We regressed PRS-CSx scores for average cigarette use with respective tobacco frequency and quantity, and average drinks with alcohol frequency and quantity at ED baseline and month 6 post-traumatic event, controlling for 5 ancestry-specific PCs for each of the 3 major ancestry groups, and sex using quasipoisson regression. Quasipoisson regression was used because substance use frequency and quantity were both counts; however, there was evidence of potential overdispersion when fitting an initial Poisson model and testing the dispersion statistic and the quasipoisson distribution relaxes this assumption. We report the regression coefficient and R2 for the crude and adjusted model. We performed sensitivity analyses independently for each likely ancestry group and repeated this modeling procedure, controlling for 5 global ancestry PCs and 5 ancestry-specific PCs in each of the 3 major ancestry groups (Equation 1). We compared the PRS-CSx ancestry-stratified scores to the PRSice-2 ancestry-stratified scores to determine the best performance.

$${IRR}\left({Substance\; use\; quantity}-{frequency}\right)=\beta {PRS}+\beta {PTSD}+\beta {COV}$$

We then adjusted for PTSD symptoms using the PCL-5 scores, controlling for additional sociodemographic covariates that may confound the relationship between traumatic stress and substance use, and conducted interactive analyses between tobacco and alcohol polygenic risk scores, and PTSD symptoms at 8 weeks following the traumatic event. As per recommendations from Keller [61], we further adjusted for all potential interactions between the PRS scores and other covariates included in the model (Equation 2). We did not include PTSD-covariate interaction terms as we experienced model convergence issues when including that number of interaction terms, and of the models that did converge, none were significant.
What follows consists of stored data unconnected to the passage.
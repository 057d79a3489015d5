//! Taxonomy Module - The embedded three-level bias tree and its flattening.
//!
//! The tree is authored as `Category -> Rationale -> Bias` and never mutated.
//! Selection works on the flattened form: one [`FlattenedEntry`] per leaf,
//! in depth-first authored order.

mod dataset;
mod model;

pub use model::{Bias, Category, Rationale};

use serde::Serialize;

use crate::domain::foundation::ValidationError;

/// Number of characters stripped from a category name for display ("1. ").
const GROUP_ORDINAL_PREFIX_CHARS: usize = 2;

/// Read-only view over a static category tree.
#[derive(Debug, Clone, Copy)]
pub struct Taxonomy {
    categories: &'static [Category],
}

/// One leaf bias together with the names of its ancestors.
#[derive(Debug, Clone, PartialEq, Eq, Serialize)]
pub struct FlattenedEntry {
    /// Category name, e.g. `"1. Too Much Information"`.
    pub group: String,
    /// Rationale name.
    pub description: String,
    /// Bias name.
    pub bias: String,
}

impl FlattenedEntry {
    /// Category name without its leading ordinal.
    ///
    /// Drops the first two characters plus the space that follows them, so
    /// `"1. Too Much Information"` displays as `"Too Much Information"`.
    /// Single-digit ordinals only.
    pub fn group_label(&self) -> &str {
        match self.group.char_indices().nth(GROUP_ORDINAL_PREFIX_CHARS) {
            Some((offset, _)) => self.group[offset..].trim_start(),
            None => "",
        }
    }
}

impl Taxonomy {
    /// Wraps an arbitrary static tree.
    pub const fn new(categories: &'static [Category]) -> Self {
        Self { categories }
    }

    /// The embedded cognitive bias cheat sheet.
    pub const fn cognitive_biases() -> Self {
        Self::new(dataset::COGNITIVE_BIASES)
    }

    pub fn categories(&self) -> &'static [Category] {
        self.categories
    }

    /// Total number of leaf biases.
    pub fn leaf_count(&self) -> usize {
        self.categories
            .iter()
            .flat_map(|c| c.rationales.iter())
            .map(|r| r.biases.len())
            .sum()
    }

    /// Flattens the tree depth-first in authored order.
    ///
    /// No sorting and no deduplication: a bias listed under two rationales
    /// yields two entries.
    pub fn flatten(&self) -> Vec<FlattenedEntry> {
        let mut entries = Vec::with_capacity(self.leaf_count());
        for category in self.categories {
            for rationale in category.rationales {
                for bias in rationale.biases {
                    entries.push(FlattenedEntry {
                        group: category.name.to_string(),
                        description: rationale.name.to_string(),
                        bias: bias.name.to_string(),
                    });
                }
            }
        }
        entries
    }

    /// Checks that every node is named and every inner node has children.
    pub fn validate(&self) -> Result<(), ValidationError> {
        if self.categories.is_empty() {
            return Err(ValidationError::missing_children("taxonomy", "categories"));
        }
        for category in self.categories {
            if category.name.trim().is_empty() {
                return Err(ValidationError::empty_field("category.name"));
            }
            if category.rationales.is_empty() {
                return Err(ValidationError::missing_children(category.name, "rationales"));
            }
            for rationale in category.rationales {
                if rationale.name.trim().is_empty() {
                    return Err(ValidationError::empty_field("rationale.name"));
                }
                if rationale.biases.is_empty() {
                    return Err(ValidationError::missing_children(rationale.name, "biases"));
                }
                if rationale.biases.iter().any(|b| b.name.trim().is_empty()) {
                    return Err(ValidationError::empty_field("bias.name"));
                }
            }
        }
        Ok(())
    }
}

impl Default for Taxonomy {
    fn default() -> Self {
        Self::cognitive_biases()
    }
}

#[cfg(test)]
mod tests {
    use super::*;

    /// Pinned size of the embedded dataset.
    const SHIPPED_ENTRY_COUNT: usize = 189;

    static SMALL_TREE: &[Category] = &[
        Category {
            name: "1. First",
            rationales: &[
                Rationale {
                    name: "alpha",
                    biases: &[Bias::new("a1"), Bias::new("a2")],
                },
                Rationale {
                    name: "beta",
                    biases: &[Bias::new("b1")],
                },
            ],
        },
        Category {
            name: "2. Second",
            rationales: &[Rationale {
                name: "gamma",
                biases: &[Bias::new("a1")],
            }],
        },
    ];

    static HOLLOW_TREE: &[Category] = &[Category {
        name: "1. Hollow",
        rationales: &[Rationale {
            name: "nothing here",
            biases: &[],
        }],
    }];

    fn entry(group: &str, description: &str, bias: &str) -> FlattenedEntry {
        FlattenedEntry {
            group: group.to_string(),
            description: description.to_string(),
            bias: bias.to_string(),
        }
    }

    #[test]
    fn shipped_taxonomy_flattens_to_pinned_count() {
        let taxonomy = Taxonomy::cognitive_biases();
        assert_eq!(taxonomy.flatten().len(), SHIPPED_ENTRY_COUNT);
        assert_eq!(taxonomy.leaf_count(), SHIPPED_ENTRY_COUNT);
    }

    #[test]
    fn shipped_taxonomy_is_well_formed() {
        assert!(Taxonomy::cognitive_biases().validate().is_ok());
        assert_eq!(Taxonomy::cognitive_biases().categories().len(), 4);
    }

    #[test]
    fn shipped_taxonomy_starts_and_ends_in_authored_order() {
        let entries = Taxonomy::cognitive_biases().flatten();
        assert_eq!(
            entries.first(),
            Some(&entry(
                "1. Too Much Information",
                "We notice things already primed in memory or repeated often.",
                "Availability heuristic",
            ))
        );
        assert_eq!(
            entries.last(),
            Some(&entry(
                "4. What Should We Remember?",
                "We store memories differently based on how they were experienced",
                "Tip of the tongue phenomenon",
            ))
        );
    }

    #[test]
    fn duplicate_bias_names_produce_distinct_entries() {
        let negativity: Vec<_> = Taxonomy::cognitive_biases()
            .flatten()
            .into_iter()
            .filter(|e| e.bias == "Negativity bias")
            .collect();
        assert_eq!(negativity.len(), 2);
        assert_ne!(negativity[0].description, negativity[1].description);
    }

    #[test]
    fn flatten_is_depth_first_with_active_ancestors() {
        let entries = Taxonomy::new(SMALL_TREE).flatten();
        assert_eq!(
            entries,
            vec![
                entry("1. First", "alpha", "a1"),
                entry("1. First", "alpha", "a2"),
                entry("1. First", "beta", "b1"),
                entry("2. Second", "gamma", "a1"),
            ]
        );
    }

    #[test]
    fn flatten_is_pure() {
        let taxonomy = Taxonomy::cognitive_biases();
        assert_eq!(taxonomy.flatten(), taxonomy.flatten());
    }

    #[test]
    fn validate_reports_rationale_without_biases() {
        let err = Taxonomy::new(HOLLOW_TREE).validate().unwrap_err();
        assert_eq!(err, ValidationError::missing_children("nothing here", "biases"));
    }

    #[test]
    fn validate_reports_empty_tree() {
        assert!(Taxonomy::new(&[]).validate().is_err());
    }

    #[test]
    fn group_label_strips_leading_ordinal() {
        let e = entry("1. Too Much Information", "d", "b");
        assert_eq!(e.group_label(), "Too Much Information");
    }

    #[test]
    fn group_label_of_every_shipped_category_has_no_ordinal() {
        for category in Taxonomy::cognitive_biases().categories() {
            let e = entry(category.name, "d", "b");
            let label = e.group_label();
            assert!(!label.starts_with(|c: char| c.is_ascii_digit() || c == '.'));
            assert!(!label.is_empty());
        }
    }

    #[test]
    fn group_label_of_short_name_is_empty() {
        assert_eq!(entry("1.", "d", "b").group_label(), "");
        assert_eq!(entry("", "d", "b").group_label(), "");
    }
}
$$\begin{array}{ll}{IRR}\left({Substance\; use\; quantity}-{frequency}\right)=\beta {PRS}+\beta {PTSD}+\beta {PRS}* {PTSD}\\\qquad\qquad\qquad\qquad\qquad\qquad\qquad\qquad\qquad+\beta {PRS}* {COV}\end{array}$$

PTSD can only be diagnosed after 1 month following a traumatic event per the DSM-5 [62], therefore we selected the earliest timepoint in the AURORA cohort follow-up that was at least 30 days after the index event. We also performed a sensitivity analysis using the highest PCL-5 score in any follow-up period before month 6, when our outcome was ascertained. This was to determine whether PTSD after trauma compounded or demonstrated a threshold effect with pre-existing genetic risk for substance use to influence post-trauma substance use. We then separated these results into the respective subscales for the PCL-5 to identify salient components driving a potential interaction (Equation 3).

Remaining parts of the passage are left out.